(Entries provided)
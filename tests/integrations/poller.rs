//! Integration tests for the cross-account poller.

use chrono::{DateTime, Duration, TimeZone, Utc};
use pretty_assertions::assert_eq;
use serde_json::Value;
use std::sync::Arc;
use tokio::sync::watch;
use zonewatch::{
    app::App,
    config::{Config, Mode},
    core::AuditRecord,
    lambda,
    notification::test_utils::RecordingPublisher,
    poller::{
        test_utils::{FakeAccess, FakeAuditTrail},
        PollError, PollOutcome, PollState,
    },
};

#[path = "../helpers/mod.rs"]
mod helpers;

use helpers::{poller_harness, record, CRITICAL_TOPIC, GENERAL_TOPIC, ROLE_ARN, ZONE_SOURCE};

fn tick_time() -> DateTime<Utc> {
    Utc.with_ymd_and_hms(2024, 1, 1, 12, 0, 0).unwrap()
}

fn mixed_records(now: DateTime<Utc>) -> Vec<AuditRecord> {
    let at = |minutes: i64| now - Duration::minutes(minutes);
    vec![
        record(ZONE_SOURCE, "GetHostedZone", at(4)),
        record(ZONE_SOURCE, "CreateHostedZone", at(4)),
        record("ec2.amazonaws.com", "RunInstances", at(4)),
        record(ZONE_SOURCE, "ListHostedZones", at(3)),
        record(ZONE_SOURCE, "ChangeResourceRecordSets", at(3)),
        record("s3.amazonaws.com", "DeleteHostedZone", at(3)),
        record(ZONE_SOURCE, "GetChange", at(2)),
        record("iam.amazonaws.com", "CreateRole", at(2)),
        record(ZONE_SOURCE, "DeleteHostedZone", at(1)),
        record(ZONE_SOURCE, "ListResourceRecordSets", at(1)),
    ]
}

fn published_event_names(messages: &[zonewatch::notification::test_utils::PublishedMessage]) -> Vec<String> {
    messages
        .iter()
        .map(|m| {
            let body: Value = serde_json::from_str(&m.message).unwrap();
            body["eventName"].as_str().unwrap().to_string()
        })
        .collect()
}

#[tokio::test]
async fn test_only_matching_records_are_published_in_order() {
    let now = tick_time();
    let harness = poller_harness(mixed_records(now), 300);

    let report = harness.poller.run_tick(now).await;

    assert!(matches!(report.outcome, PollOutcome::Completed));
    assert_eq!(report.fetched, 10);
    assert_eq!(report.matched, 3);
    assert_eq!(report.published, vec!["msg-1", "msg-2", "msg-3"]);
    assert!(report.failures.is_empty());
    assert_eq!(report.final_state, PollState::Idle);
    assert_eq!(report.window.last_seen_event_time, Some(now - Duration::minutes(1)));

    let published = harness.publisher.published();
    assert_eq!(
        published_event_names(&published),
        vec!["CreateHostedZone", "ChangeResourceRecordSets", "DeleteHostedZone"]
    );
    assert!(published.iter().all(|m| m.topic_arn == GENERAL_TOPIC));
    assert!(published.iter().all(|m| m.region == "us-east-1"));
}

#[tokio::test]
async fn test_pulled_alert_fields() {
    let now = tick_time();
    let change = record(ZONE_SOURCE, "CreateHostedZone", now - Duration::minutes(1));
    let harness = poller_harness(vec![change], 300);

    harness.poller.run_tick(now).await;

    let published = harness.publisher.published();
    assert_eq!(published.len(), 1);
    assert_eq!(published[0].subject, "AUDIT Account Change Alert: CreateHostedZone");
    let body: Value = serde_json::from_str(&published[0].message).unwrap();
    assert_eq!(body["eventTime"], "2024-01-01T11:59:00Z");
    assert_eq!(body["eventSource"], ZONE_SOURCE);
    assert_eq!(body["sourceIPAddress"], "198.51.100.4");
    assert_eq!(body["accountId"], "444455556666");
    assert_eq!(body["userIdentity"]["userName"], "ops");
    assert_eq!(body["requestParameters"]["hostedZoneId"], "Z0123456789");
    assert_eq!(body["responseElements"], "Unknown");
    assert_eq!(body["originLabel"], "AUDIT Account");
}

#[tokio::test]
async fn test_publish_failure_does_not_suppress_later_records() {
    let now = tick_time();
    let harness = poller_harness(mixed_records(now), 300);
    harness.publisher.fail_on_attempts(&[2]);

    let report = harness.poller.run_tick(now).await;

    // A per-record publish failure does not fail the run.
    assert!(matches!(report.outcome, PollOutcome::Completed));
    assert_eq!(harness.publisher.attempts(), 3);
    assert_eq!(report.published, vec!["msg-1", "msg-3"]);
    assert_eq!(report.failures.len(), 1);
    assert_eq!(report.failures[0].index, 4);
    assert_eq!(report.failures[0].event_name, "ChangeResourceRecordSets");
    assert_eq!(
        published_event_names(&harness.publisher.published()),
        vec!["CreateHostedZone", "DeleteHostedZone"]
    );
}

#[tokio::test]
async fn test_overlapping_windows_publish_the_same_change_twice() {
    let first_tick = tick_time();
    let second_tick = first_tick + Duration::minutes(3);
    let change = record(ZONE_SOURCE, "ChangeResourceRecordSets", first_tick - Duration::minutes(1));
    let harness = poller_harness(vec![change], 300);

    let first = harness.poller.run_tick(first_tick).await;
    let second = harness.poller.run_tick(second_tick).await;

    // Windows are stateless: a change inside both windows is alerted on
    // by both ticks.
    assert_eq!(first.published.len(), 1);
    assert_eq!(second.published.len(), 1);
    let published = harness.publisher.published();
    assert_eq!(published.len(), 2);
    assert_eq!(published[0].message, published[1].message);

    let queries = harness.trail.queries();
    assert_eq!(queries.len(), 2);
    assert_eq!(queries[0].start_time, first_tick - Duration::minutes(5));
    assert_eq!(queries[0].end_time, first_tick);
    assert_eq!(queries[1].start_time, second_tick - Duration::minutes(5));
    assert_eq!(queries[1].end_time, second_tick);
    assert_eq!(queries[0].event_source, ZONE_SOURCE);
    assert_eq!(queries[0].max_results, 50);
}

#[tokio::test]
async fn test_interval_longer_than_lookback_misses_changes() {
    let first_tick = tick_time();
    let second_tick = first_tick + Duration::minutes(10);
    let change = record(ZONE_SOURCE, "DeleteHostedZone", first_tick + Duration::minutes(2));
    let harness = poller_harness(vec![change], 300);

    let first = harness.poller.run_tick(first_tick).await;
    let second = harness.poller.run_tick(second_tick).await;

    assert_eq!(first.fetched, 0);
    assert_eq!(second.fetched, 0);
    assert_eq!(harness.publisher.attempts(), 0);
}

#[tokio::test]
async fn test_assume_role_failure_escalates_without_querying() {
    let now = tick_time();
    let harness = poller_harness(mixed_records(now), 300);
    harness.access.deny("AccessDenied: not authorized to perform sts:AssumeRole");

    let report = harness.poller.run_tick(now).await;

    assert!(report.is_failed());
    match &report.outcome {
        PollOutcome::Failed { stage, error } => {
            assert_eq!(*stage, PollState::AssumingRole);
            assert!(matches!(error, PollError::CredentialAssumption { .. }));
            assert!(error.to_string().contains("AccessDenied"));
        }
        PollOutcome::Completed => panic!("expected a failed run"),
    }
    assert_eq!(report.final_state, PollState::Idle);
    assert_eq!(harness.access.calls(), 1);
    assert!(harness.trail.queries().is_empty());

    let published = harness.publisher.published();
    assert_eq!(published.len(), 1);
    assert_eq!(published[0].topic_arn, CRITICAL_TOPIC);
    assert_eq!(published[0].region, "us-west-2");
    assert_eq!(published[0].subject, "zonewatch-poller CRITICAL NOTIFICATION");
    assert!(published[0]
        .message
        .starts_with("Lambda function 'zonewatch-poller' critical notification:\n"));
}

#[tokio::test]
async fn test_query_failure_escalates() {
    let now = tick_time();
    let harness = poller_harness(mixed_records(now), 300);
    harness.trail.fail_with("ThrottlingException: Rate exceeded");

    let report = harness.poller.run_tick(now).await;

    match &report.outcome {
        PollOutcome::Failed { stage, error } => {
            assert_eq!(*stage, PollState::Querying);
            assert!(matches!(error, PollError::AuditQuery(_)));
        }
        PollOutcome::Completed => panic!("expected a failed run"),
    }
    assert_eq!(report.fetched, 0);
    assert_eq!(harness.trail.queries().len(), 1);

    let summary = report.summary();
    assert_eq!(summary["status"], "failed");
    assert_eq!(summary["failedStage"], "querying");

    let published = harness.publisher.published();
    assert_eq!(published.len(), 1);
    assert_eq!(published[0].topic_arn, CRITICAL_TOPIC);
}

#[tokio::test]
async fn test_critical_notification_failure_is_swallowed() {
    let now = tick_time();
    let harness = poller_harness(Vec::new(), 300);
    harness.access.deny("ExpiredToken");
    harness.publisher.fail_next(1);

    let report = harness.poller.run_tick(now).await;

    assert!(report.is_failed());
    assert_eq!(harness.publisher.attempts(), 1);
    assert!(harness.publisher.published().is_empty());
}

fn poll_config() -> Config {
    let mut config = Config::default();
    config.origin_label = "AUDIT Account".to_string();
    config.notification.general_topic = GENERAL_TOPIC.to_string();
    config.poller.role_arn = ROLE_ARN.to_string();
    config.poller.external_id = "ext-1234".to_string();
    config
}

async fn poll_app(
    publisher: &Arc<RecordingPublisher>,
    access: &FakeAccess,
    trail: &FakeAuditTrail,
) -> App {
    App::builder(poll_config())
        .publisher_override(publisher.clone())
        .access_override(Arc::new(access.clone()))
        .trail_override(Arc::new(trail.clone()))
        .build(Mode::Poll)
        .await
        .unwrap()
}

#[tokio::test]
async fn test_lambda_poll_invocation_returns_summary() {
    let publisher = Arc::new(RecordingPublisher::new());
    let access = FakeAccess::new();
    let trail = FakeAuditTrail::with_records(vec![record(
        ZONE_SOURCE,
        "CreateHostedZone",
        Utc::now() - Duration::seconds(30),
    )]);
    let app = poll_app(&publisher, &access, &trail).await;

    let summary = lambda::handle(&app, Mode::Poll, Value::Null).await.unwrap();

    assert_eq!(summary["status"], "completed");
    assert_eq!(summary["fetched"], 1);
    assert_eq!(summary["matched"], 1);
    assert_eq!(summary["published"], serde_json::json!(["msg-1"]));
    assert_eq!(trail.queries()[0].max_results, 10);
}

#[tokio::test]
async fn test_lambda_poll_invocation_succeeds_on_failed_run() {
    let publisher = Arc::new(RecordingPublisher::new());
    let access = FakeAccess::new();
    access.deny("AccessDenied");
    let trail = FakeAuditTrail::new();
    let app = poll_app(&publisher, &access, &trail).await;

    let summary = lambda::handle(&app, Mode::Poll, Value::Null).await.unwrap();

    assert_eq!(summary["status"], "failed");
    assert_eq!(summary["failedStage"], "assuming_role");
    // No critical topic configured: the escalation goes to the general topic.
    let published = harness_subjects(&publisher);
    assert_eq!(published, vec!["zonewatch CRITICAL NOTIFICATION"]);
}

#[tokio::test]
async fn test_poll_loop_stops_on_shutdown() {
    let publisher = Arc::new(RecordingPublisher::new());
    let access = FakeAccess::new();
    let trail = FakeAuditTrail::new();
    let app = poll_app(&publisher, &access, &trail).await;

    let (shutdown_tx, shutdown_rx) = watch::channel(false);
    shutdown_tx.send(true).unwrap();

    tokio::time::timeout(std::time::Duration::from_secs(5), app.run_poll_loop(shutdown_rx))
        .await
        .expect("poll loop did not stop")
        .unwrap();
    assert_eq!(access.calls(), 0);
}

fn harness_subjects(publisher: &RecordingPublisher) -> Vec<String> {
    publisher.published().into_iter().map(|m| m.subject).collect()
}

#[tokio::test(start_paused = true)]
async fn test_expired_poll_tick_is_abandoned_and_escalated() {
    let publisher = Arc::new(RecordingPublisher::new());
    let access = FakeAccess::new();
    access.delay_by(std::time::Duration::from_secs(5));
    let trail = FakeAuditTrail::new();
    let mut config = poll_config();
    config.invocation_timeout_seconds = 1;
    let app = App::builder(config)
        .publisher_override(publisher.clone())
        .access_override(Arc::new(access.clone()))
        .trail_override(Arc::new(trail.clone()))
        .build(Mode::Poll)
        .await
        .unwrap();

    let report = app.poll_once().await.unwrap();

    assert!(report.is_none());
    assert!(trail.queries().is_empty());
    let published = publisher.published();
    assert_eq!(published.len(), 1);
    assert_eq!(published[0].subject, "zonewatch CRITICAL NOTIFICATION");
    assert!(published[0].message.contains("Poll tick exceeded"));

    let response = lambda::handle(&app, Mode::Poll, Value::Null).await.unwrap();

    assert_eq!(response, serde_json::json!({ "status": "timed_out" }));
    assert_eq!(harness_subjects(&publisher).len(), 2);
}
(End Entries provided)
Exercise objective: Filter the entries and copy out every line with the word "DeleteHostedZone".

Solution for this task:
        record("s3.amazonaws.com", "DeleteHostedZone", at(3)),
        record(ZONE_SOURCE, "DeleteHostedZone", at(1)),
        vec!["CreateHostedZone", "ChangeResourceRecordSets", "DeleteHostedZone"]
        vec!["CreateHostedZone", "DeleteHostedZone"]
    let change = record(ZONE_SOURCE, "DeleteHostedZone", first_tick + Duration::minutes(2));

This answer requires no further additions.